Our second drilling rig, contracted for 16 months, has been further delayed and it is not expected to arrive in Orito before mid December. We are assessing the possibility of moving this rig directly to our Llanos exploration program to avoid high mobilization and demobilization costs associated with moving it into Orito where it would most likely only be capable of drilling one additional development well prior to returning to the Llanos Basin to commence our exploration program. Irrespective of our short-term plans, the rig will ultimately be moved to Orito to accelerate our development drilling program.


At Neiva, we completed our initial phase of fracture stimulations involving five test wells in the Honda and Doima-Chicoral reservoirs. The DT-56 (Doima-Chicoral) stimulation was highly successful, increasing gross oil production rates from 86 to 170 bpd. The Honda formation fracture stimulations included the installations of progressive cavity pumps ("PCPs") and initially has resulted in significant increases in production. Based on positive initial results, we plan to drill at least three new Doima-Chicoral wells incorporating our fracture stimulation design into the completions. We will continue to monitor the Honda fracture stimulations and expect to be able to expand this program to more than 50 additional Honda locations at Neiva. We have also recently completed the conversion of two wells to water injectors as part of an initial pilot water flood program in the Honda reservoir. We commenced water injection on November 1st and expect response in the surrounding wells during the first half of 2007.

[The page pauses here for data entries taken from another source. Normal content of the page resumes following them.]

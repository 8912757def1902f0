use services::exams::format_remaining;

/// Countdown label shown in the exam sidebar.
#[must_use]
pub fn timer_label(remaining_secs: u32) -> String {
    format!("Time Remaining: {}", format_remaining(remaining_secs))
}

/// Below this many seconds the timer is highlighted.
pub const LOW_TIME_SECS: u32 = 60;
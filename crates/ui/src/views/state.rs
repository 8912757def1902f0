use dioxus::prelude::*;

#[derive(Clone, Copy, Debug, PartialEq, Eq)]
pub enum ViewError {
    BankLoad,
    BankTooSmall,
    Rejected,
    Unknown,
}

impl ViewError {
    #[must_use]
    pub fn message(self) -> &'static str {
        match self {
            Self::BankLoad => "Could not load the question bank. Please try again.",
            Self::BankTooSmall => "The question bank does not have enough questions for this exam.",
            Self::Rejected => "That action is not available right now.",
            Self::Unknown => "Something went wrong. Please try again.",
        }
    }
}

#[derive(Clone, Debug, PartialEq)]
pub enum ViewState<T> {
    Idle,
    Loading,
    Ready(T),
    Error(ViewError),
}

#[must_use]
pub fn view_state_from_resource<T: Clone>(
    resource: &Resource<Result<T, ViewError>>,
) -> ViewState<T> {
    match resource.state().cloned() {
        UseResourceState::Pending => ViewState::Loading,
        UseResourceState::Ready => match resource.value().read().as_ref() {
            Some(Ok(data)) => ViewState::Ready(data.clone()),
            Some(Err(err)) => ViewState::Error(*err),
            None => ViewState::Error(ViewError::Unknown),
        },
        UseResourceState::Paused | UseResourceState::Stopped => ViewState::Idle,
    }
}
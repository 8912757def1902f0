mod config;
mod ids;
mod question;
mod score;
mod source;

pub use config::{ExamConfig, ExamConfigError};
pub use ids::{ParseIdError, QuestionId, SessionId};
pub use question::{AnswerKey, AnswerOption, OptionKey, Question, QuestionError};
pub use score::ExamScore;
pub use source::{BankSource, BankSourceError};
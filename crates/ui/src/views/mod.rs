mod exam;
mod landing;
mod state;

#[cfg(test)]
mod test_harness;
#[cfg(test)]
mod view_smoke;

pub use exam::AttemptView;
pub use landing::LandingView;
pub use state::{ViewError, ViewState, view_state_from_resource};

Petrominerales has completed the first phase exploration commitments, which included acquiring 3-D seismic and interpretation of existing data on the first five of our exploration blocks, evaluating key, prospective portions of each block. Beginning in February 2007, we will begin a five-well drilling program to test the initial prospects on each of the Casanare Este, Casimena, Corcel and Las Aguilas blocks, as well as our second test on the Joropo block. In addition, Petrominerales has signed two exploration licenses (Mapache and Castor) covering a significant portion of the original Chicago Technical Evaluation Agreement ("TEA"). The recently signed Mapache block covers 107,705 acres and our proposal includes a first phase commitment to acquire 40 square kilometers of 3-D seismic and to drill two exploration wells, which are scheduled for the first quarter of 2008. The Castor block, which was just approved by the National Hydrocarbon Agency, covers 110,265 acres and our proposal includes the acquisition of an initial 30 square kilometer 3-D seismic survey and drilling one well. Petrominerales has also been evaluating the heavy oil potential of our two TEAs in the southern Llanos Basin, where there is evidence of an extensive heavy oil belt. We have begun negotiations to change the entire Rio Ariari TEA to an exploration block covering slightly more than 600,000 acres. Our proposal includes a first phase work commitment of 100 kilometers of 2-D seismic. We hope to complete negotiations on the Rio Ariari exploration license by the end of the month. We have also submitted a proposal to convert approximately 177,500 acres of the original Chiguiro TEA into an exploration license and we are evaluating our first right of refusal on a third party proposal over another portion of the original TEA area covering approximately 125,000 acres. Petrominerales has a license to use Petrobank's THAI™ technology and is evaluating the technology's applicability to these Llanos Basin heavy oil deposits.

Upon acceptance of these most recent exploration proposals, Petrominerales' exploration land base will total 2.0 million acres in nine exploration blocks and two TEAs.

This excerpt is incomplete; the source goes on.